╔══

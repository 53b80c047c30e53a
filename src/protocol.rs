//! Actor message protocol
//!
//! Typed requests flowing from sessions to the server actor, and events
//! flowing from the server actor (or sessions) to room actors. Each kind of
//! request travels on its own queue; requests that need an answer carry a
//! oneshot `respond_to` channel.

use tokio::sync::oneshot;

use crate::account::{Account, AccountView, Mailbox, Member, MemberView};
use crate::error::AppError;
use crate::room::RoomHandle;
use crate::types::{ConnectionId, RoomName};

// ============================================================================
// Server actor requests
// ============================================================================

/// Account registration and connection attach/detach
#[derive(Debug)]
pub enum AccountRequest {
    /// Register a new account and attach a mailbox to it
    Register {
        account: Account,
        connection: ConnectionId,
        respond_to: oneshot::Sender<Result<Mailbox, AppError>>,
    },
    /// Check the password of an existing account and attach a mailbox
    Login {
        username: String,
        password: String,
        connection: ConnectionId,
        respond_to: oneshot::Sender<Result<Mailbox, AppError>>,
    },
    /// Detach the account's mailbox if `connection` still holds it
    Logout {
        username: String,
        connection: ConnectionId,
        respond_to: oneshot::Sender<()>,
    },
}

/// Nickname change for one account
#[derive(Debug)]
pub struct NicknameRequest {
    pub username: String,
    pub nickname: String,
    pub respond_to: oneshot::Sender<Result<(), AppError>>,
}

/// Join a room, creating it if needed
#[derive(Debug)]
pub struct JoinRequest {
    pub username: String,
    pub room: RoomName,
    pub respond_to: oneshot::Sender<Result<Joined, AppError>>,
}

/// Leave a room on behalf of one connection
///
/// Answered with the room's acknowledgement, or `None` when the room does
/// not exist.
#[derive(Debug)]
pub struct LeaveRequest {
    pub username: String,
    pub connection: ConnectionId,
    pub room: RoomName,
    pub respond_to: oneshot::Sender<Option<oneshot::Receiver<()>>>,
}

/// Read-only lookups against the directory and room table
#[derive(Debug)]
pub enum DirectoryQuery {
    AccountExists {
        username: String,
        respond_to: oneshot::Sender<bool>,
    },
    NicknameAvailable {
        nickname: String,
        respond_to: oneshot::Sender<bool>,
    },
    WhoAmI {
        username: String,
        respond_to: oneshot::Sender<Option<AccountView>>,
    },
    Usernames {
        respond_to: oneshot::Sender<Vec<String>>,
    },
    RoomNames {
        respond_to: oneshot::Sender<Vec<RoomName>>,
    },
    FindRoom {
        room: RoomName,
        respond_to: oneshot::Sender<Option<RoomHandle>>,
    },
    /// Delivery endpoint of a connected account
    FindMember {
        username: String,
        respond_to: oneshot::Sender<Result<Member, AppError>>,
    },
}

/// Successful join
///
/// `done` fires once the room itself has processed the join.
#[derive(Debug)]
pub struct Joined {
    pub room: RoomHandle,
    pub done: oneshot::Receiver<()>,
}

// ============================================================================
// Room actor events
// ============================================================================

#[derive(Debug)]
pub struct JoinEvent {
    pub member: Member,
    pub done: oneshot::Sender<()>,
}

/// Ignored unless the member was joined by `connection`
#[derive(Debug)]
pub struct LeaveEvent {
    pub username: String,
    pub connection: ConnectionId,
    pub done: oneshot::Sender<()>,
}

#[derive(Debug)]
pub enum RoomQuery {
    /// Current members, sorted by username
    Roster {
        respond_to: oneshot::Sender<Vec<MemberView>>,
    },
    /// Refresh a member's nickname after a rename
    Rename { username: String, nickname: String },
}
//! Room chat server - Entry Point
//!
//! Parses flags, starts the ChatServer actor and the TCP accept loop.

use std::sync::Arc;

use clap::Parser;
use tokio::net::TcpListener;
use tracing::info;
use tracing_subscriber::EnvFilter;

use roomchat::{serve, ChatServer, Config};

#[tokio::main]
async fn main() -> Result<(), Box<dyn std::error::Error>> {
    // Initialize logging with environment filter
    // Use RUST_LOG env var to control log level
    // e.g., RUST_LOG=debug or RUST_LOG=roomchat=trace
    tracing_subscriber::fmt()
        .with_env_filter(
            EnvFilter::try_from_default_env().unwrap_or_else(|_| EnvFilter::new("roomchat=info")),
        )
        .init();

    let config = Config::parse();

    // Failing to bind is the only fatal error
    let listener = TcpListener::bind(&config.addr).await?;
    info!("Chat server listening on {}", config.addr);

    let server = ChatServer::spawn(config.limits());
    info!("ChatServer actor started");

    serve(listener, server, Arc::new(config)).await;
    Ok(())
}
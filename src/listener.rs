//! Accept loop

use std::sync::Arc;

use tokio::net::TcpListener;
use tracing::{debug, error};

use crate::config::Config;
use crate::error::AppError;
use crate::handler::handle_connection;
use crate::server::ServerHandle;

/// Accept connections forever, one handler task each
///
/// Accept failures are logged and skipped; a failing connection never
/// affects the others or the actors.
pub async fn serve(listener: TcpListener, server: ServerHandle, config: Arc<Config>) {
    loop {
        match listener.accept().await {
            Ok((stream, addr)) => {
                debug!("Accepted {}", addr);
                let server = server.clone();
                let config = Arc::clone(&config);

                tokio::spawn(async move {
                    match handle_connection(stream, server, config).await {
                        Ok(()) | Err(AppError::ConnectionClosed) => {}
                        Err(e) => error!("Connection handler error: {}", e),
                    }
                });
            }
            Err(e) => {
                error!("Failed to accept connection: {}", e);
            }
        }
    }
}
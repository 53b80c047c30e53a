//! TCP connection handler
//!
//! Handles individual client connections: line framing, the login
//! handshake, and bidirectional communication with the actors once the
//! session is running.

use std::sync::Arc;
use std::time::Duration;

use futures_util::{SinkExt, StreamExt};
use tokio::net::tcp::{OwnedReadHalf, OwnedWriteHalf};
use tokio::net::TcpStream;
use tokio::sync::mpsc;
use tokio::time::timeout;
use tokio_util::codec::{FramedRead, FramedWrite, LinesCodec};
use tracing::{debug, info};

use crate::account::Mailbox;
use crate::config::Config;
use crate::error::AppError;
use crate::handshake::{Handshake, Login, Step};
use crate::message::ChatMessage;
use crate::server::ServerHandle;
use crate::session::Session;
use crate::types::ConnectionId;

type LineReader = FramedRead<OwnedReadHalf, LinesCodec>;
type LineWriter = FramedWrite<OwnedWriteHalf, LinesCodec>;

/// Handle a new TCP connection
///
/// Runs the handshake, then the command loop, and always releases the
/// account's room membership and mailbox on the way out.
pub async fn handle_connection(
    stream: TcpStream,
    server: ServerHandle,
    config: Arc<Config>,
) -> Result<(), AppError> {
    let peer_addr = stream
        .peer_addr()
        .map(|a| a.to_string())
        .unwrap_or_else(|_| "unknown".to_string());
    let conn_id = ConnectionId::new();

    info!("Connection {} from {}", conn_id, peer_addr);

    let (reader, writer) = stream.into_split();
    let mut lines = FramedRead::new(
        reader,
        LinesCodec::new_with_max_length(config.max_line_length),
    );
    let mut sink = FramedWrite::new(writer, LinesCodec::new());

    let Login {
        username,
        mailbox,
        room,
    } = authenticate(&mut lines, &mut sink, &server, conn_id, config.handshake_timeout()).await?;
    let Mailbox {
        connection,
        sender,
        receiver,
    } = mailbox;

    info!("Connection {} logged in as {}", conn_id, username);

    let session = Session::start(username.clone(), connection, server.clone(), sender, room).await;
    let session = match session {
        Ok(session) => session,
        Err(e) => {
            let _ = server.logout(&username, connection).await;
            return Err(e);
        }
    };

    let result = run_session(session, lines, sink, receiver).await;
    info!("Connection {} ({}) disconnected", conn_id, username);

    result
}

/// Drive the handshake until the client is logged in
async fn authenticate(
    lines: &mut LineReader,
    sink: &mut LineWriter,
    server: &ServerHandle,
    connection: ConnectionId,
    answer_timeout: Option<Duration>,
) -> Result<Login, AppError> {
    let mut handshake = Handshake::new(connection);
    sink.send(handshake.first_prompt()).await?;

    loop {
        let step = match read_answer(lines, answer_timeout).await {
            Ok(line) => handshake.advance(&line, server).await,
            Err(e) => Err(e),
        };

        let sent = match step {
            Ok(Step::Prompt(prompt)) => sink.send(prompt).await.map_err(AppError::from),
            Ok(Step::Ready(login)) => return Ok(login),
            Err(e) => Err(e),
        };

        if let Err(e) = sent {
            handshake.abandon(server).await;
            return Err(e);
        }
    }
}

async fn read_answer(
    lines: &mut LineReader,
    answer_timeout: Option<Duration>,
) -> Result<String, AppError> {
    match answer_timeout {
        Some(limit) => timeout(limit, read_line(lines))
            .await
            .map_err(|_| AppError::HandshakeTimeout)?,
        None => read_line(lines).await,
    }
}

async fn read_line(lines: &mut LineReader) -> Result<String, AppError> {
    match lines.next().await {
        Some(Ok(line)) => Ok(line),
        Some(Err(e)) => Err(e.into()),
        None => Err(AppError::ConnectionClosed),
    }
}

/// Command mode: read task inline, write-drain task spawned
///
/// Closes the session on every exit path. The mailbox receiver outlives the
/// close, so the account stays attached to this connection until it has
/// been released.
async fn run_session(
    mut session: Session,
    mut lines: LineReader,
    mut sink: LineWriter,
    mailbox: mpsc::Receiver<ChatMessage>,
) -> Result<(), AppError> {
    if let Err(e) = sink
        .send(format!("You joined {}", session.room().name()))
        .await
    {
        session.close().await;
        return Err(e.into());
    }

    let username = session.username().to_string();
    let mut write_task = tokio::spawn(drain_mailbox(mailbox, sink, username.clone()));

    // Wait for either side to finish
    let (result, _mailbox) = tokio::select! {
        result = read_commands(&mut lines, &mut session) => {
            debug!("Read loop completed for {}", username);
            (result, None)
        }
        mailbox = &mut write_task => {
            debug!("Write task completed for {}", username);
            (Ok(()), mailbox.ok())
        }
    };

    session.close().await;
    write_task.abort();
    result
}

async fn read_commands(lines: &mut LineReader, session: &mut Session) -> Result<(), AppError> {
    while let Some(line) = lines.next().await {
        let line = line?;
        session.handle_line(&line).await?;
    }
    Ok(())
}

/// Forward mailbox entries to the client, skipping its own messages
///
/// Hands the receiver back when the client stops accepting writes.
async fn drain_mailbox(
    mut mailbox: mpsc::Receiver<ChatMessage>,
    mut sink: LineWriter,
    username: String,
) -> mpsc::Receiver<ChatMessage> {
    while let Some(msg) = mailbox.recv().await {
        if msg.is_from(&username) {
            continue;
        }
        if let Err(e) = sink.send(msg.render()).await {
            debug!("Write to {} failed: {}", username, e);
            break;
        }
    }
    debug!("Write task ended for {}", username);
    mailbox
}
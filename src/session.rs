//! Per-connection session
//!
//! A [`Session`] is the membership cursor of one authenticated connection:
//! it knows the account, the room it is currently in, and where to put
//! notices for its own client. It translates parsed commands into actor
//! requests; it never touches shared state directly.

use tokio::sync::mpsc;
use tracing::debug;

use crate::error::AppError;
use crate::message::{ChatMessage, Command};
use crate::room::RoomHandle;
use crate::server::ServerHandle;
use crate::types::{ConnectionId, RoomName};

pub struct Session {
    username: String,
    /// Attachment this session was started for
    connection: ConnectionId,
    server: ServerHandle,
    room: RoomHandle,
    /// Sender side of this connection's own mailbox
    notices: mpsc::Sender<ChatMessage>,
    closed: bool,
}

impl Session {
    /// Join the first room and start the session
    pub async fn start(
        username: String,
        connection: ConnectionId,
        server: ServerHandle,
        notices: mpsc::Sender<ChatMessage>,
        room: RoomName,
    ) -> Result<Self, AppError> {
        let room = server.join(&username, room).await?;
        Ok(Self {
            username,
            connection,
            server,
            room,
            notices,
            closed: false,
        })
    }

    pub fn username(&self) -> &str {
        &self.username
    }

    pub fn room(&self) -> &RoomHandle {
        &self.room
    }

    /// Handle one line of client input
    ///
    /// Recoverable errors are reported back as `SYSTEM` notices; only fatal
    /// errors are returned.
    pub async fn handle_line(&mut self, line: &str) -> Result<(), AppError> {
        let Some(command) = Command::parse(line) else {
            return Ok(());
        };

        match self.execute(command).await {
            Err(e) if e.is_recoverable() => {
                debug!("{}: {}", self.username, e);
                self.notify(e.into()).await
            }
            other => other,
        }
    }

    async fn execute(&mut self, command: Command) -> Result<(), AppError> {
        match command {
            Command::WhoAmI => self.whoami().await,
            Command::Nick(nickname) => self.server.rename(&self.username, &nickname).await,
            Command::Names => {
                let names = self.server.usernames().await?;
                self.notify_each(names).await
            }
            Command::Roommates => {
                let roster = self.room.roster().await?;
                self.notify_each(roster.into_iter().map(|m| m.nickname))
                    .await
            }
            Command::DirectUser { username, text } => {
                let member = self.server.find_member(&username).await?;
                if let Err(e) = member.deliver(self.message(text)) {
                    debug!("Direct message to {} dropped: {}", username, e);
                }
                Ok(())
            }
            Command::DirectRoom { room, text } => {
                let target = match RoomName::parse(&room) {
                    Some(name) => self.server.find_room(name).await?,
                    None => None,
                };
                match target {
                    Some(target) => target.send(self.message(text)).await,
                    None => Err(AppError::RoomNotFound(room)),
                }
            }
            Command::InvalidTarget => Err(AppError::InvalidOption),
            Command::List => {
                let rooms = self.server.room_names().await?;
                self.notify_each(rooms.into_iter().map(|r| r.to_string()))
                    .await
            }
            Command::Join(room) => match RoomName::parse(&room) {
                Some(target) => self.switch_room(target).await,
                None => Ok(()),
            },
            Command::Part => self.switch_room(RoomName::lobby()).await,
            Command::Say(text) => self.room.send(self.message(text)).await,
        }
    }

    async fn whoami(&self) -> Result<(), AppError> {
        let view = self
            .server
            .whoami(&self.username)
            .await?
            .ok_or_else(|| AppError::UserNotFound(self.username.clone()))?;
        let room = view
            .current_room
            .map(|r| r.to_string())
            .unwrap_or_default();

        self.notify_each([
            format!("username: {}", view.username),
            format!("nickname: {}", view.nickname),
            format!("current room: {}", room),
        ])
        .await
    }

    /// Leave the current room, then join `target`
    ///
    /// The leave is fully processed before the join is submitted.
    async fn switch_room(&mut self, target: RoomName) -> Result<(), AppError> {
        self.server
            .leave(&self.username, self.connection, self.room.name().clone())
            .await?;
        self.room = self.server.join(&self.username, target).await?;
        Ok(())
    }

    fn message(&self, text: String) -> ChatMessage {
        ChatMessage::new(self.username.clone(), text)
    }

    async fn notify(&self, msg: ChatMessage) -> Result<(), AppError> {
        self.notices
            .send(msg)
            .await
            .map_err(|_| AppError::ConnectionClosed)
    }

    async fn notify_each<I, S>(&self, lines: I) -> Result<(), AppError>
    where
        I: IntoIterator<Item = S>,
        S: Into<String>,
    {
        for line in lines {
            self.notify(ChatMessage::system(line)).await?;
        }
        Ok(())
    }

    /// Detach the account and leave the current room
    pub async fn close(mut self) {
        self.closed = true;
        release(
            &self.server,
            &self.username,
            self.connection,
            self.room.name().clone(),
        )
        .await;
    }
}

impl Drop for Session {
    /// Sessions dropped without `close` (cancelled tasks) still release
    /// their room and account.
    fn drop(&mut self) {
        if self.closed {
            return;
        }
        if let Ok(runtime) = tokio::runtime::Handle::try_current() {
            let server = self.server.clone();
            let username = self.username.clone();
            let connection = self.connection;
            let room = self.room.name().clone();
            runtime.spawn(async move {
                release(&server, &username, connection, room).await;
            });
        }
    }
}

/// Both steps are scoped to `connection`, so a release that runs after the
/// account was attached again leaves the newer connection alone. The account
/// is free to log in again by the time the leave is announced.
async fn release(
    server: &ServerHandle,
    username: &str,
    connection: ConnectionId,
    room: RoomName,
) {
    if let Err(e) = server.logout(username, connection).await {
        debug!("Logout on close failed for {}: {}", username, e);
    }
    if let Err(e) = server.leave(username, connection, room).await {
        debug!("Leave on close failed for {}: {}", username, e);
    }
}
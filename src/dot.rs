//! Graphviz DOT rendering of a registry.

use std::fmt::Write;

use crate::registry::Registry;
use crate::types::NodeKind;

/// Renders `registry` as a left-to-right digraph: tasks as boxes, checks as ovals,
/// one edge from each dependency to its dependent. Nodes appear in registration order.
pub fn render_dot(registry: &Registry) -> String {
  let mut out = String::from("digraph quail {\n  rankdir=LR;\n");
  for node in registry.nodes() {
    let shape = match node.kind() {
      NodeKind::Task => "box",
      NodeKind::Check => "oval",
    };
    let _ = writeln!(out, "  {} [shape={}];", quote(node.id()), shape);
  }
  for node in registry.nodes() {
    for dep in node.dependencies() {
      let _ = writeln!(out, "  {} -> {};", quote(dep), quote(node.id()));
    }
  }
  out.push_str("}\n");
  out
}

fn quote(id: &str) -> String {
  format!("\"{}\"", id.replace('\\', "\\\\").replace('"', "\\\""))
}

╚══

• _Assignment_
Lines from the one containing "as a left-to-right" through the last line of the listing are to be restated word for word; no other line may appear.

• _Result for this task_
/// Renders `registry` as a left-to-right digraph: tasks as boxes, checks as ovals,
/// one edge from each dependency to its dependent. Nodes appear in registration order.
pub fn render_dot(registry: &Registry) -> String {
  let mut out = String::from("digraph quail {\n  rankdir=LR;\n");
  for node in registry.nodes() {
    let shape = match node.kind() {
      NodeKind::Task => "box",
      NodeKind::Check => "oval",
    };
    let _ = writeln!(out, "  {} [shape={}];", quote(node.id()), shape);
  }
  for node in registry.nodes() {
    for dep in node.dependencies() {
      let _ = writeln!(out, "  {} -> {};", quote(dep), quote(node.id()));
    }
  }
  out.push_str("}\n");
  out
}

fn quote(id: &str) -> String {
  format!("\"{}\"", id.replace('\\', "\\\\").replace('"', "\\\""))
}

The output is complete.